What you will do: Below this line is the material. Write out only its lines from the one containing "date_dropped += 1;" through the one containing "for (row, date)", both kept, exactly.
==== Data to examine ====
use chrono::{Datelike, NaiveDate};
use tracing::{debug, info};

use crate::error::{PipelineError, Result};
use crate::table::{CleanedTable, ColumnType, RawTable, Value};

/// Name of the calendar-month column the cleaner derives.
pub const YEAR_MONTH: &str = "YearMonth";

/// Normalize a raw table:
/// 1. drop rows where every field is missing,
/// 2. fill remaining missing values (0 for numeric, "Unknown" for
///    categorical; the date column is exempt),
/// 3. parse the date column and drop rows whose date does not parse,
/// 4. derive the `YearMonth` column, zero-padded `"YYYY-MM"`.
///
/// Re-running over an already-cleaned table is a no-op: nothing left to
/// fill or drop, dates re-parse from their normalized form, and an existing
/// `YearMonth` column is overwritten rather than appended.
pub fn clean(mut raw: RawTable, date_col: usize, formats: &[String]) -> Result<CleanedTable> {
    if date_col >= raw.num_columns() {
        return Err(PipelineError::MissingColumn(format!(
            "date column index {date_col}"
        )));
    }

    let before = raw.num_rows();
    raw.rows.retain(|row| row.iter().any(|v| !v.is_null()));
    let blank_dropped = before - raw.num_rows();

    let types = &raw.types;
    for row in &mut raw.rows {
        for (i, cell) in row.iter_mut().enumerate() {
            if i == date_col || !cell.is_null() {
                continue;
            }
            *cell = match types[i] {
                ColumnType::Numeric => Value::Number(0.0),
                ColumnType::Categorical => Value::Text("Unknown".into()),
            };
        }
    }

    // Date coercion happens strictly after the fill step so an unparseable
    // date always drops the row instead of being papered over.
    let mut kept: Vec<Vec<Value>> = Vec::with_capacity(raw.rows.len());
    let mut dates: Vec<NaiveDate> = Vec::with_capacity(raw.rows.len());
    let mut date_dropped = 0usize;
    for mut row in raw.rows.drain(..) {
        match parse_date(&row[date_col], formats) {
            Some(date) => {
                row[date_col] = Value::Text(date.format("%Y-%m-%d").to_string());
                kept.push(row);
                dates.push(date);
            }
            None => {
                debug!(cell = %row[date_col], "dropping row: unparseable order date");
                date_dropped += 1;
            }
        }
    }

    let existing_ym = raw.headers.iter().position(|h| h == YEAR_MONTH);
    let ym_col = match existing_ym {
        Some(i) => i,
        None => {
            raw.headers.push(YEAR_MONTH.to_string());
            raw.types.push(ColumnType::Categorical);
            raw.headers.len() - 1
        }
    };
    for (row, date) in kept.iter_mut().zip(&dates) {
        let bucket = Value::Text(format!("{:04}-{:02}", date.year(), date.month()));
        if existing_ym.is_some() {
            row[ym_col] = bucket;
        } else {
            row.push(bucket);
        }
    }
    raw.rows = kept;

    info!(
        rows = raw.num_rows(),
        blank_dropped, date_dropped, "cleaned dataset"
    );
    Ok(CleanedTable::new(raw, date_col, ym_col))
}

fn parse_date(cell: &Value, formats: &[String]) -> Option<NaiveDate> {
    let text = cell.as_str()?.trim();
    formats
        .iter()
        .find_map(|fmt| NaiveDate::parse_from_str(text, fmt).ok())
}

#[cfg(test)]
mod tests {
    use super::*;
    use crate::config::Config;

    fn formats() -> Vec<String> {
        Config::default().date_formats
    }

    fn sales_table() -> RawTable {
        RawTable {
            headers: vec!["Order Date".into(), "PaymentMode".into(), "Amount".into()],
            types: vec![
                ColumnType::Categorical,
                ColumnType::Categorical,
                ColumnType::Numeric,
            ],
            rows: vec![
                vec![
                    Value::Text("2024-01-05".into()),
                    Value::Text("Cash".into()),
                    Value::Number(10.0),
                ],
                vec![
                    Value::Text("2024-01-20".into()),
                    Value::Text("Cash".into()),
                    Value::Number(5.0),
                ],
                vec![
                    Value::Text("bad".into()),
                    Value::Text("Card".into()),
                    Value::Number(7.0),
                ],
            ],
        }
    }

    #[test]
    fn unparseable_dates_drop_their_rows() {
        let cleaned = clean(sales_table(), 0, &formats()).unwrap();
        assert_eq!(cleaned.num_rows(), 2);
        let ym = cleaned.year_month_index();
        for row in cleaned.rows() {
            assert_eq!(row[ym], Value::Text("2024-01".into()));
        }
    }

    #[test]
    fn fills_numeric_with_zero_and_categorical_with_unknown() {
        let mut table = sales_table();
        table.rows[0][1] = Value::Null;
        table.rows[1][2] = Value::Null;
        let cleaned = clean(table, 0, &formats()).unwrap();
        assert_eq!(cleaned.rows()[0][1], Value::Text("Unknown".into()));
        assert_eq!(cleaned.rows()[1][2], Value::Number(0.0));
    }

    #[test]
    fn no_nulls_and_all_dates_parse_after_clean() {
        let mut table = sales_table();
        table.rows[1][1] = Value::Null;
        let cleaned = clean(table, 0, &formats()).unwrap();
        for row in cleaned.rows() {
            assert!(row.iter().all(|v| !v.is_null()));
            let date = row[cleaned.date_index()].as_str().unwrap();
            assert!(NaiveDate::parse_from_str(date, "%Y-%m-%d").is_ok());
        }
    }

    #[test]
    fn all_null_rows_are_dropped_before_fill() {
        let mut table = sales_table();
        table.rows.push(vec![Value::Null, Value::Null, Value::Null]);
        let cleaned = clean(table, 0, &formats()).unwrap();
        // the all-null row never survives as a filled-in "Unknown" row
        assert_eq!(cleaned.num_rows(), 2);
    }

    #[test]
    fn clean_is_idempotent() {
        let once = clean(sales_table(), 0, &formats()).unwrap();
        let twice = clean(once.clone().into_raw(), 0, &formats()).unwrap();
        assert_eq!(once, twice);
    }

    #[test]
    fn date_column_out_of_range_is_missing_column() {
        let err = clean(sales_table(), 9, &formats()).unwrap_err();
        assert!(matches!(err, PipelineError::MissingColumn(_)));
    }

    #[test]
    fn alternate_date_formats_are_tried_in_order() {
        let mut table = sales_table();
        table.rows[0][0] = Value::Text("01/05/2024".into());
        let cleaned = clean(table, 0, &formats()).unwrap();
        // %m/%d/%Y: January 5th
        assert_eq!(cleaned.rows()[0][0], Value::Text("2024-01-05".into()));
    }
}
====
==== Data to examine ====
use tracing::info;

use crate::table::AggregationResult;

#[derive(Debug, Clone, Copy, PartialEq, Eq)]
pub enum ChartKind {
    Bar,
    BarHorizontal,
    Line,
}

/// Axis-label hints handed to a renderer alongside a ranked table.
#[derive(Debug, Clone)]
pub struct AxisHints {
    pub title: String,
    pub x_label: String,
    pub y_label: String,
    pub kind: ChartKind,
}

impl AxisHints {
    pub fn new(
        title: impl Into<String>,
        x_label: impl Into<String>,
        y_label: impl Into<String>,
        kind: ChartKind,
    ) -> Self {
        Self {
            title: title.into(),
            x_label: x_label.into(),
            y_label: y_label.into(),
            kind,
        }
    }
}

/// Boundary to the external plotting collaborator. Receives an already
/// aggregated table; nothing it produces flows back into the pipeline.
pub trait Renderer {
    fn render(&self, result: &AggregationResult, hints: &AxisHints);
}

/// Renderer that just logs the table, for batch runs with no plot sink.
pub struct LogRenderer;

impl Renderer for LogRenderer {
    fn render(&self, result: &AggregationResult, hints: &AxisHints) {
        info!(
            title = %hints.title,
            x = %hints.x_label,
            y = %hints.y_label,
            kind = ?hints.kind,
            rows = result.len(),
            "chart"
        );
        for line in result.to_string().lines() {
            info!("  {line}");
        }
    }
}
====
Output for this exercise:
                date_dropped += 1;
            }
        }
    }

    let existing_ym = raw.headers.iter().position(|h| h == YEAR_MONTH);
    let ym_col = match existing_ym {
        Some(i) => i,
        None => {
            raw.headers.push(YEAR_MONTH.to_string());
            raw.types.push(ColumnType::Categorical);
            raw.headers.len() - 1
        }
    };
    for (row, date) in kept.iter_mut().zip(&dates) {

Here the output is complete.